You’re on the right wrong track

One of the biggest barriers to getting health and safety right is poor communication.

I remember one of my first jobs in a health and safety role. It was with a large blue-collar company.  Thrown in the deep end, I was immersed in the organisations politics, heavy union activity, a strong them v us mentality.

At the entrance of the worksite was a billboard that proudly displayed all sorts of lag indicators (relating to incidents), such as lost time injury (LTI) rates, number of days since last incident, number of days since this, number of days since that, and all that jazz.


There was a disconnect. What was displayed on that board and what was happening inside those factories were worlds apart.

Upon reflection, I can clearly see where the fault lines were.

Health and safety performance targets were set at a corporate level with little to no involvement from the factory people. These were heavily weighted on lag indicators. Each time there was an incident, management were consumed with trying to avoid the incident becoming a lost time injury (LTI).

We had some really passionate worker representatives.  Many times, they would throw their hands up in the air, to express how they felt – that was: what is the point. They were giving up on being the health and safety champions of the workforce.  They felt as though each time they raised a health and safety issue it would fall on deaf ears.

There was a communication breakdown. Managers didn’t directly engage with their workers on health and safety matters. Workers were frustrated.

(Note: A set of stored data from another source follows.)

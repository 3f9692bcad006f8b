use crate::serializable_struct_with_getters;
use satls_challenges::satisfiability::ObjectiveValue;
use serde::{Deserialize, Serialize};

serializable_struct_with_getters! {
    TrialResult {
        domain: String,
        instance_id: String,
        trial_id: usize,
        seed: u64,
        best_value: Option<ObjectiveValue>,
        elapsed_seconds: f64,
        elapsed_nominal_seconds: f64,
        nominal_time_budget: Option<f64>,
    }
}

serializable_struct_with_getters! {
    RunData {
        method_id: usize,
        method_name: String,
        trial_id: usize,
        seed: u64,
        best_value: Option<ObjectiveValue>,
        fitness_trace: Vec<ObjectiveValue>,
        best_solution: Option<String>,
        result: TrialResult,
    }
}

impl RunData {
    /// CSV row matching `RunData::CSV_HEADER`. Missing values are left empty.
    pub fn to_csv_row(&self) -> String {
        format!(
            "{},{},{},{}",
            self.seed,
            self.best_value.map(|v| v.to_string()).unwrap_or_default(),
            self.result.elapsed_seconds,
            self.result.elapsed_nominal_seconds
        )
    }

    pub const CSV_HEADER: &'static str =
        "seed,f_best,time_taken(seconds),time_taken(nominal seconds)";
}
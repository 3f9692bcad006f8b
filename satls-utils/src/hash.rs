/// blake3 digest of `input`, used as a 32-byte generator seed.
pub fn u8s_from_str(input: &str) -> [u8; 32] {
    *blake3::hash(input.as_bytes()).as_bytes()
}

/// The digest of `input` as four little-endian words.
pub fn u64s_from_str(input: &str) -> [u64; 4] {
    let digest = u8s_from_str(input);
    let mut words = [0u64; 4];
    for (word, chunk) in words.iter_mut().zip(digest.chunks_exact(8)) {
        let mut bytes = [0u8; 8];
        bytes.copy_from_slice(chunk);
        *word = u64::from_le_bytes(bytes);
    }
    words
}

/// Parent seed for an experiment described by a phrase, e.g. `"hill climbing"`.
pub fn seed_from_str(input: &str) -> u64 {
    u64s_from_str(input)[0]
}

The problem was, we were all speaking a different language when it came to health and safety. We weren’t having strategic conversations needed to get safety on track.

Chris Ertel and Lisa Kay Solomon, leading experts on designing strategic conversations and authors of Moments of Impact, suggest that a good leader is defined by their ability to design strategic conversations; that is, helping others channel their creativity and finding great solutions to their company’s obstacles.

Strategic conversations are all about creating a shared experience for every participant, in which the most pressing issues [health and safety] are explored openly to come to the smartest ways to proceed.

Your people don’t want to talk about safety performance indicators. They want to be consulted on health and safety matters, on ways that they and their colleagues can be protected from operational risks.

In a recent article Dying for a Chat, I referred to Dr Ranjana Srivastava, author of Dying for a Chat, the communication breakdown between doctors and patients.  Dr Srivastava suggests that in the medical field good communication skills should be considered as important to healthcare as medical breakthroughs. When doctors communicate well, the consultation becomes more patient-centred, taking in a broader view of the patient’s needs.

This can be compared to health and safety in the workplace.  Consulting with your people can assist in diagnosing the operational risks that they and others may be exposed to.

We can change the tune of our leader-worker health and safety conversations.  For example, rather than a formal meeting or audit style approach, we can have an informal chat with our people.

Consider a personal strategic conversation, one that you can connect with your workforce and gain some valuable insight.

Asking questions in a way that makes sense to everyone can be a health and safety game changer.  Questions such as:

  • If anything were to go wrong with the task, what would it be?

  • In what circumstance, could something go wrong when doing this task?

  • Do you have any concerns with this task?

  • Has that happened before or has there been a narrow escape?

  • How could we stop that from happening?

  • If you could design the task, what would it look like?

Our aim is keep our people healthy and safe.  For this to happen we need to take them from a state of withdrawal where they are uninspired and disengaged to a point where they are on board and inspired.

To reach our goal, we need to shift how we think, talk and do safety.  We need to start at the top and ensure the leadership team are proactive and progressive, ensuring the company is committed and invested.

We need to get our safety lingo right.